[ACTIVITY]
Copy every entry precisely.
___ ENTRIES PROVIDED
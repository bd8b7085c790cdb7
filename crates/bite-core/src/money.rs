//! # Money Module
//!
//! Provides the `Money` type for handling menu prices and order totals.
//!
//! ## Why Integer Money?
//! ```text
//! ┌─────────────────────────────────────────────────────────────────────────┐
//! │  THE FLOATING POINT PROBLEM                                             │
//! │                                                                         │
//! │  In JavaScript/floating point:                                          │
//! │    9.99 * 3 = 29.970000000000002  ❌ WRONG!                             │
//! │                                                                         │
//! │  OUR SOLUTION: Integer Cents                                            │
//! │    999 cents * 3 = 2997 cents = $29.97                                 │
//! └─────────────────────────────────────────────────────────────────────────┘
//! ```
//!
//! ## Usage
//! ```rust
//! use bite_core::money::Money;
//!
//! let price = Money::from_cents(999); // $9.99
//! let line = price.multiply_quantity(3);
//! assert_eq!(line.to_string(), "$29.97");
//! ```

use serde::{Deserialize, Serialize};
use std::fmt;
use std::iter::Sum;
use std::ops::{Add, AddAssign};
use ts_rs::TS;

use crate::types::TaxRate;

// =============================================================================
// Money Type
// =============================================================================

/// A monetary value in the smallest currency unit (cents for USD).
///
/// Serialized as a bare integer, so a persisted cart stores `"price": 999`.
///
/// ## Where Money is Used
/// ```text
/// CatalogItem.price ──► CartEntry::line_total ──► Cart.total_amount
///                                                     │
///                         OrderTotals { subtotal, delivery_fee, tax, total }
/// ```
#[derive(Debug, Clone, Copy, PartialEq, Eq, PartialOrd, Ord, Hash, Serialize, Deserialize, TS)]
#[ts(export)]
pub struct Money(i64);

impl Money {
    /// Creates a Money value from cents.
    ///
    /// ```rust
    /// use bite_core::money::Money;
    ///
    /// assert_eq!(Money::from_cents(1099).cents(), 1099);
    /// ```
    #[inline]
    pub const fn from_cents(cents: i64) -> Self {
        Money(cents)
    }

    /// Returns the value in cents.
    #[inline]
    pub const fn cents(&self) -> i64 {
        self.0
    }

    /// Returns the whole-dollar portion.
    #[inline]
    pub const fn dollars(&self) -> i64 {
        self.0 / 100
    }

    /// Returns the cents portion (always 0-99).
    #[inline]
    pub const fn cents_part(&self) -> i64 {
        (self.0 % 100).abs()
    }

    /// Returns zero money value.
    #[inline]
    pub const fn zero() -> Self {
        Money(0)
    }

    #[inline]
    pub const fn is_zero(&self) -> bool {
        self.0 == 0
    }

    #[inline]
    pub const fn is_negative(&self) -> bool {
        self.0 < 0
    }

    /// Calculates tax on this amount, rounding half up to the cent.
    ///
    /// Integer math: `(amount * bps + 5000) / 10000`.
    ///
    /// ```rust
    /// use bite_core::money::Money;
    /// use bite_core::types::TaxRate;
    ///
    /// // $29.97 at 8% = $2.3976 → $2.40
    /// let tax = Money::from_cents(2997).calculate_tax(TaxRate::from_bps(800));
    /// assert_eq!(tax.cents(), 240);
    /// ```
    pub fn calculate_tax(&self, rate: TaxRate) -> Money {
        // i128 keeps large carts from overflowing mid-calculation
        let tax_cents = (self.0 as i128 * rate.bps() as i128 + 5000) / 10000;
        Money::from_cents(tax_cents as i64)
    }

    /// Multiplies a unit price by a quantity, saturating at the i64 bounds.
    ///
    /// ```rust
    /// use bite_core::money::Money;
    ///
    /// assert_eq!(Money::from_cents(299).multiply_quantity(3).cents(), 897);
    /// ```
    #[inline]
    pub const fn multiply_quantity(&self, qty: i64) -> Self {
        Money(self.0.saturating_mul(qty))
    }

    /// Like [`multiply_quantity`](Self::multiply_quantity), `None` on overflow.
    #[inline]
    pub const fn checked_multiply_quantity(&self, qty: i64) -> Option<Self> {
        match self.0.checked_mul(qty) {
            Some(cents) => Some(Money(cents)),
            None => None,
        }
    }

    /// Adds two amounts, `None` on overflow.
    #[inline]
    pub const fn checked_add(&self, other: Money) -> Option<Self> {
        match self.0.checked_add(other.0) {
            Some(cents) => Some(Money(cents)),
            None => None,
        }
    }
}

// =============================================================================
// Trait Implementations
// =============================================================================

/// Shows money as `$12.34` (debugging and the terminal shell).
impl fmt::Display for Money {
    fn fmt(&self, f: &mut fmt::Formatter<'_>) -> fmt::Result {
        let sign = if self.0 < 0 { "-" } else { "" };
        write!(
            f,
            "{}${}.{:02}",
            sign,
            self.dollars().abs(),
            self.cents_part()
        )
    }
}

impl Default for Money {
    fn default() -> Self {
        Money::zero()
    }
}

impl Add for Money {
    type Output = Self;

    #[inline]
    fn add(self, other: Self) -> Self {
        Money(self.0.saturating_add(other.0))
    }
}

impl AddAssign for Money {
    #[inline]
    fn add_assign(&mut self, other: Self) {
        self.0 = self.0.saturating_add(other.0);
    }
}

/// Summing line totals into a cart total.
impl Sum for Money {
    fn sum<I: Iterator<Item = Money>>(iter: I) -> Self {
        iter.fold(Money::zero(), Add::add)
    }
}

// =============================================================================
// Unit Tests
// =============================================================================

#[cfg(test)]
mod tests {
    use super::*;

    #[test]
    fn test_from_cents() {
        let money = Money::from_cents(1099);
        assert_eq!(money.cents(), 1099);
        assert_eq!(money.dollars(), 10);
        assert_eq!(money.cents_part(), 99);
    }

    #[test]
    fn test_arithmetic_saturates() {
        let huge = Money::from_cents(5_000_000_000_000_000_000);

        assert_eq!(huge.multiply_quantity(2), Money::from_cents(i64::MAX));
        assert_eq!(huge.checked_multiply_quantity(2), None);
        assert_eq!(huge + huge, Money::from_cents(i64::MAX));
        assert_eq!(huge.checked_add(huge), None);
        assert_eq!(
            Money::from_cents(299).checked_add(Money::from_cents(1)),
            Some(Money::from_cents(300))
        );
    }

    #[test]
    fn test_display() {
        assert_eq!(format!("{}", Money::from_cents(999)), "$9.99");
        assert_eq!(format!("{}", Money::from_cents(500)), "$5.00");
        assert_eq!(format!("{}", Money::from_cents(-550)), "-$5.50");
        assert_eq!(format!("{}", Money::zero()), "$0.00");
    }

    #[test]
    fn test_sum_of_line_totals() {
        let total: Money = [999, 1299, 450].into_iter().map(Money::from_cents).sum();
        assert_eq!(total.cents(), 2748);

        let empty: Money = std::iter::empty().sum();
        assert!(empty.is_zero());
    }

    #[test]
    fn test_tax_at_eight_percent() {
        let rate = TaxRate::from_bps(800);
        assert_eq!(Money::from_cents(1000).calculate_tax(rate).cents(), 80);
        // 9.99 * 0.08 = 0.7992 → 0.80
        assert_eq!(Money::from_cents(999).calculate_tax(rate).cents(), 80);
        // 7 cents * 8% = 0.56 cent → 1 cent
        assert_eq!(Money::from_cents(7).calculate_tax(rate).cents(), 1);
        assert_eq!(Money::from_cents(6).calculate_tax(rate).cents(), 0);
    }

    #[test]
    fn test_multiply_quantity_and_add() {
        let mut total = Money::from_cents(999).multiply_quantity(3);
        assert_eq!(total.cents(), 2997);
        total += Money::from_cents(3);
        assert_eq!((total + Money::from_cents(1000)).cents(), 4000);
    }
}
______
[RESPONSE TO THIS EXERCISE]
repository bd8b7085c790cdb7
filename crates/bite-core/src/money.rs
//! # Money Module
//!
//! Provides the `Money` type for handling menu prices and order totals.
//!
//! ## Why Integer Money?
//! ```text
//! ┌─────────────────────────────────────────────────────────────────────────┐
//! │  THE FLOATING POINT PROBLEM                                             │
//! │                                                                         │
//! │  In JavaScript/floating point:                                          │
//! │    9.99 * 3 = 29.970000000000002  ❌ WRONG!                             │
//! │                                                                         │
//! │  OUR SOLUTION: Integer Cents                                            │
//! │    999 cents * 3 = 2997 cents = $29.97                                 │
//! └─────────────────────────────────────────────────────────────────────────┘
//! ```
//!
//! ## Usage
//! ```rust
//! use bite_core::money::Money;
//!
//! let price = Money::from_cents(999); // $9.99
//! let line = price.multiply_quantity(3);
//! assert_eq!(line.to_string(), "$29.97");
//! ```

use serde::{Deserialize, Serialize};
use std::fmt;
use std::iter::Sum;
use std::ops::{Add, AddAssign};
use ts_rs::TS;

use crate::types::TaxRate;

// =============================================================================
// Money Type
// =============================================================================

/// A monetary value in the smallest currency unit (cents for USD).
///
/// Serialized as a bare integer, so a persisted cart stores `"price": 999`.
///
/// ## Where Money is Used
/// ```text
/// CatalogItem.price ──► CartEntry::line_total ──► Cart.total_amount
///                                                     │
///                         OrderTotals { subtotal, delivery_fee, tax, total }
/// ```
#[derive(Debug, Clone, Copy, PartialEq, Eq, PartialOrd, Ord, Hash, Serialize, Deserialize, TS)]
#[ts(export)]
pub struct Money(i64);

impl Money {
    /// Creates a Money value from cents.
    ///
    /// ```rust
    /// use bite_core::money::Money;
    ///
    /// assert_eq!(Money::from_cents(1099).cents(), 1099);
    /// ```
    #[inline]
    pub const fn from_cents(cents: i64) -> Self {
        Money(cents)
    }

    /// Returns the value in cents.
    #[inline]
    pub const fn cents(&self) -> i64 {
        self.0
    }

    /// Returns the whole-dollar portion.
    #[inline]
    pub const fn dollars(&self) -> i64 {
        self.0 / 100
    }

    /// Returns the cents portion (always 0-99).
    #[inline]
    pub const fn cents_part(&self) -> i64 {
        (self.0 % 100).abs()
    }

    /// Returns zero money value.
    #[inline]
    pub const fn zero() -> Self {
        Money(0)
    }

    #[inline]
    pub const fn is_zero(&self) -> bool {
        self.0 == 0
    }

    #[inline]
    pub const fn is_negative(&self) -> bool {
        self.0 < 0
    }

    /// Calculates tax on this amount, rounding half up to the cent.
    ///
    /// Integer math: `(amount * bps + 5000) / 10000`.
    ///
    /// ```rust
    /// use bite_core::money::Money;
    /// use bite_core::types::TaxRate;
    ///
    /// // $29.97 at 8% = $2.3976 → $2.40
    /// let tax = Money::from_cents(2997).calculate_tax(TaxRate::from_bps(800));
    /// assert_eq!(tax.cents(), 240);
    /// ```
    pub fn calculate_tax(&self, rate: TaxRate) -> Money {
        // i128 keeps large carts from overflowing mid-calculation
        let tax_cents = (self.0 as i128 * rate.bps() as i128 + 5000) / 10000;
        Money::from_cents(tax_cents as i64)
    }

    /// Multiplies a unit price by a quantity, saturating at the i64 bounds.
    ///
    /// ```rust
    /// use bite_core::money::Money;
    ///
    /// assert_eq!(Money::from_cents(299).multiply_quantity(3).cents(), 897);
    /// ```
    #[inline]
    pub const fn multiply_quantity(&self, qty: i64) -> Self {
        Money(self.0.saturating_mul(qty))
    }

    /// Like [`multiply_quantity`](Self::multiply_quantity), `None` on overflow.
    #[inline]
    pub const fn checked_multiply_quantity(&self, qty: i64) -> Option<Self> {
        match self.0.checked_mul(qty) {
            Some(cents) => Some(Money(cents)),
            None => None,
        }
    }

    /// Adds two amounts, `None` on overflow.
    #[inline]
    pub const fn checked_add(&self, other: Money) -> Option<Self> {
        match self.0.checked_add(other.0) {
            Some(cents) => Some(Money(cents)),
            None => None,
        }
    }
}

// =============================================================================
// Trait Implementations
// =============================================================================

/// Shows money as `$12.34` (debugging and the terminal shell).
impl fmt::Display for Money {
    fn fmt(&self, f: &mut fmt::Formatter<'_>) -> fmt::Result {
        let sign = if self.0 < 0 { "-" } else { "" };
        write!(
            f,
            "{}${}.{:02}",
            sign,
            self.dollars().abs(),
            self.cents_part()
        )
    }
}

impl Default for Money {
    fn default() -> Self {
        Money::zero()
    }
}

impl Add for Money {
    type Output = Self;

    #[inline]
    fn add(self, other: Self) -> Self {
        Money(self.0.saturating_add(other.0))
    }
}

impl AddAssign for Money {
    #[inline]
    fn add_assign(&mut self, other: Self) {
        self.0 = self.0.saturating_add(other.0);
    }
}

/// Summing line totals into a cart total.
impl Sum for Money {
    fn sum<I: Iterator<Item = Money>>(iter: I) -> Self {
        iter.fold(Money::zero(), Add::add)
    }
}

// =============================================================================
// Unit Tests
// =============================================================================

#[cfg(test)]
mod tests {
    use super::*;

    #[test]
    fn test_from_cents() {
        let money = Money::from_cents(1099);
        assert_eq!(money.cents(), 1099);
        assert_eq!(money.dollars(), 10);
        assert_eq!(money.cents_part(), 99);
    }

    #[test]
    fn test_arithmetic_saturates() {
        let huge = Money::from_cents(5_000_000_000_000_000_000);

        assert_eq!(huge.multiply_quantity(2), Money::from_cents(i64::MAX));
        assert_eq!(huge.checked_multiply_quantity(2), None);
        assert_eq!(huge + huge, Money::from_cents(i64::MAX));
        assert_eq!(huge.checked_add(huge), None);
        assert_eq!(
            Money::from_cents(299).checked_add(Money::from_cents(1)),
            Some(Money::from_cents(300))
        );
    }

    #[test]
    fn test_display() {
        assert_eq!(format!("{}", Money::from_cents(999)), "$9.99");
        assert_eq!(format!("{}", Money::from_cents(500)), "$5.00");
        assert_eq!(format!("{}", Money::from_cents(-550)), "-$5.50");
        assert_eq!(format!("{}", Money::zero()), "$0.00");
    }

    #[test]
    fn test_sum_of_line_totals() {
        let total: Money = [999, 1299, 450].into_iter().map(Money::from_cents).sum();
        assert_eq!(total.cents(), 2748);

        let empty: Money = std::iter::empty().sum();
        assert!(empty.is_zero());
    }

    #[test]
    fn test_tax_at_eight_percent() {
        let rate = TaxRate::from_bps(800);
        assert_eq!(Money::from_cents(1000).calculate_tax(rate).cents(), 80);
        // 9.99 * 0.08 = 0.7992 → 0.80
        assert_eq!(Money::from_cents(999).calculate_tax(rate).cents(), 80);
        // 7 cents * 8% = 0.56 cent → 1 cent
        assert_eq!(Money::from_cents(7).calculate_tax(rate).cents(), 1);
        assert_eq!(Money::from_cents(6).calculate_tax(rate).cents(), 0);
    }

    #[test]
    fn test_multiply_quantity_and_add() {
        let mut total = Money::from_cents(999).multiply_quantity(3);
        assert_eq!(total.cents(), 2997);
        total += Money::from_cents(3);
        assert_eq!((total + Money::from_cents(1000)).cents(), 4000);
    }
}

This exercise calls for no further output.